Nie mam Wena, co może być częściowo powiązane z tym, że jestem przeziębiona. Nie lubię być przeziębiona. Na szczęście mój Współlokator, człowiek-bohater, mężnie poszedł dzisiaj do sklepu i do apteki (mężnie, bo sam jest przeziębiony, więc w moim zakatarzonym rozumieniu świata to jakby ryzykował życiem) – dzięki niemu mam febrisan i czosnek.
Faszeruję się teraz nimi i miodem. Wyzdrowieję. Muszę wyzdrowieć.

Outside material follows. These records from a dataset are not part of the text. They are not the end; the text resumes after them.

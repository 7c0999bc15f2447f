use chrono::Duration;
use entity::sea_orm_active_enums::{UserRole, UserStatus};

use crate::server::{
    error::{auth::AuthError, AppError},
    middleware::{
        auth::{AuthGuard, Permission},
        token::BearerToken,
    },
    service::auth::token::{TokenKind, TokenService},
};
use test_utils::{builder::TestBuilder, factory};

mod require;

fn tokens() -> TokenService {
    TokenService::with_secret("guard-secret", Duration::minutes(30), Duration::days(7))
}

fn bearer_for(tokens: &TokenService, user: &entity::user::Model) -> BearerToken {
    BearerToken(
        tokens
            .issue(user.id, user.role, TokenKind::Access)
            .unwrap(),
    )
}
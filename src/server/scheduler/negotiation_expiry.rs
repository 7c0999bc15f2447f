use chrono::Utc;
use sea_orm::DatabaseConnection;

use crate::server::{error::AppError, service::negotiation::NegotiationService};

/// Expires every negotiation whose head offer or overall deadline has passed.
pub async fn run(db: &DatabaseConnection) -> Result<(), AppError> {
    let expired = NegotiationService::new(db).expire_stale(Utc::now()).await?;

    if expired > 0 {
        tracing::info!("Expired {} stale negotiations", expired);
    }

    Ok(())
}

Oprócz tego czytam sobie na zmianę powieści i książki rozwojowe. W rolach powieści występują kolejne tomy cyklu „Dzieci Ziemi” o Ayli, kromagniońskiej dziewczynce przygarniętej przez neandertalczyków. Bardzo ciekawie wypadają porównania pomiędzy dwiema kulturami oraz seks-pozytywny, na wskroś matriarchalny wątek Daru Rozkoszy, czyli przyjemności erotycznej płynącej od Matki Ziemi – obiektu kultu wszystkich kromagniończyków. Może napiszę o tym więcej w osobnym wpisie, szczególnie o aspektach, które ze współczesnej perspektywy mogą wydawać się kontrowersyjne (teraz nawet bardziej niż kiedy powstawał ten cykl).

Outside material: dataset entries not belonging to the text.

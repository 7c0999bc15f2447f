use sea_orm::entity::prelude::*;

#[derive(Clone, Debug, PartialEq, Eq, DeriveEntityModel)]
#[sea_orm(table_name = "sms_verification")]
pub struct Model {
    #[sea_orm(primary_key)]
    pub id: i32,
    pub phone_number: String,
    pub code: String,
    pub expires_at: DateTimeUtc,
    pub is_used: bool,
    pub attempts: i32,
    pub created_at: DateTimeUtc,
}

#[derive(Copy, Clone, Debug, EnumIter, DeriveRelation)]
pub enum Relation {}

impl ActiveModelBehavior for ActiveModel {}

W roli książek rozwojowych występują publikacje Kamili Rowińskiej, jednej z mówczyń Życia Bez Ograniczeń 2. Przeczytałam już „Kobietę niezależną” i przymierzam się do „Zasługujesz na sukces” oraz dostępnego w Legimi „Buduj swoje życie odpowiedzialnie i zuchwale„. Oprócz tego pracuję z „Dziennikiem Coachingowym„, którego współautorką jest Kamila Rowińska. Efekty? Jak dotąd opracowałam swój budżet na najbliższy rok, bazując na średnich miesięcznych zarobkach z ostatniego roku (jak dobrze, że w moim planerze notowałam wszystkie dochody!) i tegorocznych planach. Zastanowiłam się też szerzej nad swoim gabinetem psychologicznym i spisałam w formie mapy myśli, do czego się aktualnie nadaję i co mogłabym oferować swoim klientom. Małymi kroczkami do przodu!
(Recenzje przyjdą jak mój mózg zacznie działać normalnie. I jak napiszę zaległe recenzje. I w ogóle).

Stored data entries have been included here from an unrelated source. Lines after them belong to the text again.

//! Travel preferences, notification settings and compatibility between travelers.

use entity::sea_orm_active_enums::{Gender, HabitPreference};
use rust_decimal::Decimal;
use sea_orm::DatabaseConnection;

use crate::{
    model::preference::UpdateUserSettingsDto,
    server::{
        data::{preference::PreferenceRepository, user::UserRepository},
        error::AppError,
        model::preference::{Compatibility, TravelPreference, UserSettings},
    },
};

/// Points each habit dimension contributes to the score.
pub const DIMENSION_POINTS: i32 = 25;
/// Points lost on a dimension where either side has no preference.
pub const NO_PREFERENCE_PENALTY: i32 = 10;
/// Lowest score considered compatible.
pub const COMPATIBLE_THRESHOLD: i32 = 60;

fn dimension_score(a: HabitPreference, b: HabitPreference) -> i32 {
    match (a, b) {
        (HabitPreference::NoPreference, _) | (_, HabitPreference::NoPreference) => {
            DIMENSION_POINTS - NO_PREFERENCE_PENALTY
        }
        (a, b) if a == b => DIMENSION_POINTS,
        _ => 0,
    }
}

/// Whether `preference` excludes a traveler of `gender`. Unknown genders never clash.
fn gender_excluded(preference: &TravelPreference, gender: Option<Gender>) -> bool {
    match (preference.preferred_gender, gender) {
        (Some(wanted), Some(actual)) => wanted != actual,
        _ => false,
    }
}

/// Scores two travelers across smoking, pets, music and talking.
///
/// # Arguments
/// - `a` / `b` - Travel preferences of the two users
/// - `gender_a` / `gender_b` - Their genders, checked against the other's gender preference
///
/// # Returns
/// Score in 0..=100; 0 whenever either side's gender preference excludes the other.
pub fn compatibility_score(
    a: &TravelPreference,
    gender_a: Option<Gender>,
    b: &TravelPreference,
    gender_b: Option<Gender>,
) -> i32 {
    if gender_excluded(a, gender_b) || gender_excluded(b, gender_a) {
        return 0;
    }

    dimension_score(a.smoking, b.smoking)
        + dimension_score(a.pets, b.pets)
        + dimension_score(a.music, b.music)
        + dimension_score(a.talking, b.talking)
}

pub struct PreferenceService<'a> {
    db: &'a DatabaseConnection,
}

impl<'a> PreferenceService<'a> {
    pub fn new(db: &'a DatabaseConnection) -> Self {
        Self { db }
    }

    /// Gets the user's travel preferences, defaults when never set.
    pub async fn get_travel_preference(
        &self,
        user_id: i32,
    ) -> Result<TravelPreference, AppError> {
        Ok(PreferenceRepository::new(self.db)
            .get_travel_preference(user_id)
            .await?
            .unwrap_or_default())
    }

    /// Replaces the user's travel preferences.
    ///
    /// # Returns
    /// - `Ok(TravelPreference)` - Stored preferences
    /// - `Err(AppError::BadRequest)` - Non-positive maximum seat price
    pub async fn save_travel_preference(
        &self,
        user_id: i32,
        preference: TravelPreference,
    ) -> Result<TravelPreference, AppError> {
        if preference
            .max_price_per_seat
            .is_some_and(|price| price <= Decimal::ZERO)
        {
            return Err(AppError::BadRequest(
                "Maximum price per seat must be positive".to_string(),
            ));
        }

        Ok(PreferenceRepository::new(self.db)
            .save_travel_preference(user_id, preference)
            .await?)
    }

    pub async fn get_settings(&self, user_id: i32) -> Result<UserSettings, AppError> {
        Ok(PreferenceRepository::new(self.db)
            .get_settings(user_id)
            .await?)
    }

    /// Applies a partial settings update on top of the stored or default settings.
    pub async fn update_settings(
        &self,
        user_id: i32,
        update: UpdateUserSettingsDto,
    ) -> Result<UserSettings, AppError> {
        let repo = PreferenceRepository::new(self.db);
        let settings = repo.get_settings(user_id).await?.apply(update);

        Ok(repo.save_settings(user_id, settings).await?)
    }

    /// Scores the caller against another user.
    ///
    /// # Returns
    /// - `Ok(Compatibility)` - Score and verdict
    /// - `Err(AppError::BadRequest)` - Comparing a user with themselves
    /// - `Err(AppError::NotFound)` - Either user does not exist
    pub async fn compatibility(
        &self,
        user_id: i32,
        other_user_id: i32,
    ) -> Result<Compatibility, AppError> {
        if user_id == other_user_id {
            return Err(AppError::BadRequest(
                "Cannot check compatibility with yourself".to_string(),
            ));
        }

        let users = UserRepository::new(self.db);
        let user = users
            .find_by_id(user_id)
            .await?
            .ok_or_else(|| AppError::NotFound("User not found".to_string()))?;
        let other = users
            .find_by_id(other_user_id)
            .await?
            .ok_or_else(|| AppError::NotFound("User not found".to_string()))?;

        let mine = self.get_travel_preference(user.id).await?;
        let theirs = self.get_travel_preference(other.id).await?;
        let score = compatibility_score(&mine, user.gender, &theirs, other.gender);

        Ok(Compatibility {
            user_id: user.id,
            other_user_id: other.id,
            score,
            is_compatible: score >= COMPATIBLE_THRESHOLD,
        })
    }
}

#[cfg(test)]
mod tests {
    use super::*;

    fn habits(
        smoking: HabitPreference,
        pets: HabitPreference,
        music: HabitPreference,
        talking: HabitPreference,
    ) -> TravelPreference {
        TravelPreference {
            smoking,
            pets,
            music,
            talking,
            ..Default::default()
        }
    }

    /// Expected: identical explicit answers score the full 100
    #[test]
    fn identical_habits_score_full() {
        use HabitPreference::{No, Yes};
        let a = habits(No, Yes, Yes, No);

        assert_eq!(compatibility_score(&a, None, &a.clone(), None), 100);
    }

    /// Expected: each no_preference dimension costs 10 points
    #[test]
    fn no_preference_costs_ten_per_dimension() {
        let a = TravelPreference::default();
        let b = TravelPreference::default();

        assert_eq!(compatibility_score(&a, None, &b, None), 60);
    }

    /// Expected: a yes/no clash loses the whole dimension
    #[test]
    fn clash_loses_dimension() {
        use HabitPreference::{No, Yes};
        let a = habits(Yes, Yes, Yes, Yes);
        let b = habits(No, Yes, No, Yes);

        assert_eq!(compatibility_score(&a, None, &b, None), 50);
    }

    /// Expected: a gender preference the other user does not meet zeroes the score
    #[test]
    fn gender_mismatch_zeroes_score() {
        let a = TravelPreference {
            preferred_gender: Some(Gender::Female),
            ..Default::default()
        };
        let b = TravelPreference::default();

        assert_eq!(
            compatibility_score(&a, Some(Gender::Female), &b, Some(Gender::Male)),
            0
        );
        assert_eq!(
            compatibility_score(&a, Some(Gender::Female), &b, Some(Gender::Female)),
            60
        );
    }

    /// Expected: an unknown gender never triggers the mismatch rule
    #[test]
    fn unknown_gender_is_not_a_mismatch() {
        let a = TravelPreference {
            preferred_gender: Some(Gender::Male),
            ..Default::default()
        };

        assert_eq!(
            compatibility_score(&a, None, &TravelPreference::default(), None),
            60
        );
    }
}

Oprócz Rowińskiej, w Krakowie upolowałam książkę profesora Lew-Starowicza i dwojga innych osób (Strusiński też jest moim wykładowcą, i to bardzo fajnym), „Normy i kontrowersje etyczne w seksuologii„. Bardzo na czasie. Teraz stoi na półce i kusi, nawet pomimo przeziębienia. Czemu za moich studenckich czasów nie było tylu fajnych książek…?
No ale teraz wracam na studia. Będzie wesoło. Właściwie już jest, bo żeby skutecznie powiadomić uczelnię, że chcę zostać ich studentką, musiałam tam pojechać trzy razy i poświęcić wiele godzin na czekanie w kolejkach. Już zapomniałam, jak to na studiach bywa… A studentką dalej nie jestem. Zawiłe to strasznie.
Ale będzie dobrze.
Byle tylko przeszło mi przeziębienie.